1. Introduction

2. Related works

2.4. Background Technology

2.4.1. Ethereum Keystore

Ethereum Keystore is a means of authenticating oneself for a specific Ethereum address, and it is a file that encrypts Private Key with Passphrase [14,15]. To obtain a Private Key, one must know both the Keystore file and the Passphrase, and for usability purposes, the Private Key is not directly exposed and instead, the Keystore and Passphrase combination is used to create a secure standard for transactions [16].

• Generating a Keystore

The Ethereum platform generates a Private Key and a Public Key using the ECDSA (Elliptic Curve Digital Signature Algorithm). The passphrase is encrypted using a one-way cryptographic algorithm called “Scrypt” to generate a Derived Key, as shown in Figure 1 [17].

For the decryption of the Private Key, it is encrypted using the AES algorithm as shown in Figure 2 and then it needs the generation of Cipher Text.

The MAC for verifying whether the user-input Passphrase matches is stored in the keystore by concatenating the last 16 bytes of the Derived Key (32 Bytes) with the Cipher Text and hashing the result using the SHA3-256 hash function, as shown in Figure 3.

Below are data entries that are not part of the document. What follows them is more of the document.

//! Configuration file loading, validation and port resolution.
//!
//! # Configuration File Locations
//!
//! The configuration file is optional. It is looked up in this order:
//!
//! 1. Path given as the positional `CONFIG_FILE` argument (must exist)
//! 2. Default location, per server (used only if present):
//!    - **Linux/macOS:** `~/.mcp-http-tools/<server>.json`
//!    - **Windows:** `%USERPROFILE%\.mcp-http-tools\<server>.json`
//!
//! # Port Resolution
//!
//! `--port` flag, else the server's port environment variable (for example
//! `MOON_SERVER_PORT`), else `server.port` from the file, else the server's
//! fixed default.
//!
//! # Example Configuration
//!
//! See `config/example-config.json` for a complete example.

mod settings;

pub use settings::{
    Config, LoggingConfig, ResponseMode, ServerConfig, UpstreamConfig, MAX_UPSTREAM_TIMEOUT_SECS,
};

use std::path::{Path, PathBuf};

use crate::error::ConfigError;

/// Returns the default configuration directory.
///
/// - **Linux/macOS:** `~/.mcp-http-tools/`
/// - **Windows:** `%USERPROFILE%\.mcp-http-tools\`
#[must_use]
pub fn default_config_dir() -> Option<PathBuf> {
    dirs::home_dir().map(|p| p.join(".mcp-http-tools"))
}

/// Returns the default configuration file path for one server.
#[must_use]
pub fn default_config_path(server_name: &str) -> Option<PathBuf> {
    default_config_dir().map(|p| p.join(format!("{server_name}.json")))
}

/// Loads and parses the configuration file.
///
/// An explicit `path` must exist. Without one, the default location is tried
/// and built-in defaults are used if nothing is there.
///
/// # Errors
///
/// Returns an error if:
/// - The explicit configuration file cannot be found
/// - The file cannot be read
/// - The JSON is malformed
/// - A field is out of range
pub fn load_config(path: Option<&Path>, server_name: &str) -> Result<Config, ConfigError> {
    let config_path = match path {
        Some(p) if !p.exists() => {
            return Err(ConfigError::NotFound {
                path: p.to_path_buf(),
            })
        }
        Some(p) => p.to_path_buf(),
        None => match default_config_path(server_name) {
            Some(p) if p.exists() => p,
            _ => {
                tracing::debug!(server = server_name, "No configuration file, using defaults");
                return Ok(Config::default());
            }
        },
    };

    let contents = std::fs::read_to_string(&config_path).map_err(|e| ConfigError::ReadError {
        path: config_path.clone(),
        source: e,
    })?;

    let config: Config = serde_json::from_str(&contents).map_err(|e| ConfigError::ParseError {
        path: config_path.clone(),
        source: e,
    })?;

    config.validate()?;

    Ok(config)
}

/// Parses a port number, rejecting zero.
///
/// # Errors
///
/// Returns [`ConfigError::InvalidPort`] naming `origin` if `value` is not a
/// port in 1..=65535.
pub fn parse_port(origin: &str, value: &str) -> Result<u16, ConfigError> {
    match value.trim().parse::<u16>() {
        Ok(port) if port != 0 => Ok(port),
        _ => Err(ConfigError::InvalidPort {
            origin: origin.to_string(),
            value: value.to_string(),
        }),
    }
}

/// Resolves the listening port, reading `env_var` from the process environment.
///
/// # Errors
///
/// Returns [`ConfigError::InvalidPort`] if the environment variable is set to
/// something that is not a port.
pub fn resolve_port(
    cli: Option<u16>,
    env_var: &str,
    file: Option<u16>,
    default: u16,
) -> Result<u16, ConfigError> {
    resolve_port_from(cli, env_var, std::env::var(env_var).ok(), file, default)
}

/// Resolves the listening port from already gathered sources.
///
/// An empty environment value counts as unset.
///
/// # Errors
///
/// Returns [`ConfigError::InvalidPort`] if `env_value` is not a port.
pub fn resolve_port_from(
    cli: Option<u16>,
    env_var: &str,
    env_value: Option<String>,
    file: Option<u16>,
    default: u16,
) -> Result<u16, ConfigError> {
    if let Some(port) = cli {
        return Ok(port);
    }
    if let Some(value) = env_value.filter(|v| !v.trim().is_empty()) {
        return parse_port(env_var, &value);
    }
    Ok(file.unwrap_or(default))
}
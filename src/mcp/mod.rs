//! Model Context Protocol (MCP) over streamable HTTP.
//!
//! Every server binary shares this module; only the registered tool set and
//! the server identity differ between them.
//!
//! # Architecture
//!
//! ```text
//! ┌──────────────────────────────────────────────────────────────────┐
//! │                           MCP Server                             │
//! │                                                                  │
//! │  ┌────────┐   ┌─────────┐   ┌───────────┐   ┌────────────┐       │
//! │  │  CORS  │──▶│ Capture │──▶│ Transport │──▶│ Dispatcher │       │
//! │  │ (opt.) │   │ (diag.) │   │ (JSON/SSE)│   │  (methods) │       │
//! │  └────────┘   └─────────┘   └───────────┘   └─────┬──────┘       │
//! │                                                   │              │
//! │                                                   ▼              │
//! │                                           ┌──────────────┐       │
//! │                                           │   Registry   │       │
//! │                                           │ (typed tools)│       │
//! │                                           └──────────────┘       │
//! └──────────────────────────────────────────────────────────────────┘
//! ```
//!
//! # Protocol Version
//!
//! This implementation targets MCP protocol version 2025-06-18 and accepts
//! 2025-03-26 and 2024-11-05.

pub mod capture;
pub mod context;
pub mod cors;
pub mod dispatcher;
pub mod protocol;
pub mod registry;
pub mod server;
pub mod transport;

pub use context::CallContext;
pub use dispatcher::{Dispatcher, ServerInfo};
pub use protocol::{JsonRpcError, JsonRpcRequest, JsonRpcResponse, MCP_PROTOCOL_VERSION};
pub use registry::{ToolDescriptor, ToolHandler, ToolRegistry};
pub use server::McpHttpServer;
pub use transport::{build_router, AppState};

The resulting keystore file created in this way is shown in list 1.

• Decrypting Keystore

To decrypt the keystore, you must first verify that the entered passphrase is correct. Based on the entered passphrase, a new Derived Key and MAC are generated and checked for a match with the MAC within the keystore. If a match is confirmed, the new Derived Key, Cipher text, and cipher parameters information within the keystore are input into the AES decryption algorithm to decrypt the ciphertext into the private key, as shown in Figure 4 [18].

2.4.2. Symverse

Symverse is a layer-1 blockchain platform with one-second block finality based on self-sovereign distributed identities, using the SYM coin [19]. It uses a unique 10-byte ID system with an ID document which contains 20-byte Public Key Hash used as an address and a 10-byte ID system consisting of a network identifier (SymID, 2 bytes), CitizenID (6 bytes), and account identifier (2 bytes). Symverse is a collaborative blockchain service that can be extended to independent blockchain platforms based on the Symverse platform. Its block creation method is an enhanced BFT (Byzantine Fault Tolerant) appling strategic voting theory and PoS (Proof of Stake) to achieve fast block finality [11].

• SCT-20

SCT (Symverse Contract Template) is a template protocol designed to make it easy to create and operate smart contracts within the Symverse blockchain [20]. In the case of Ethereum, the ERC-20 protocol allows you to write a smart contract with Solidity and register it on the blockchain through a transaction, and operate the smart contract through the EVM [20], but in Symverse, SCT-20 is a template that provides standard inputs and outputs as shown in Table 3 to easily create a token smart contract on the blockchain with data type JSON via RPC. To create an SCT contract, use the SCT_CREATE Function in Table 4 and pay the transaction fee of 0.8049 SYM coins. The SCT contract generates a transaction using the RLP (Recursive Length Prefix) encoded value of array (“0x14”, 0, array (“SYMBOL NAME”, “SYMBOL”, convertEth2WeiHex(10000000000, 18), SymID)) in the input parameter of Table 5, converted to Hex, and sends it to the Symverse blockchain to create a token smart contract. To transfer the generated token, we use the SCT_TRANSFER function in Table 3 and set the gasPrice in Table 4 to 7,000 to transfer the token.

• Transactions

A transaction is an act of recording a ledger in a block on the blockchain, and once a transaction is recorded, it cannot be modified or deleted. In Symverse, transactions include normal transaction behavior, SCT transactions, and Deposit transactions [17]. The data required for a transaction is shown in Table 5.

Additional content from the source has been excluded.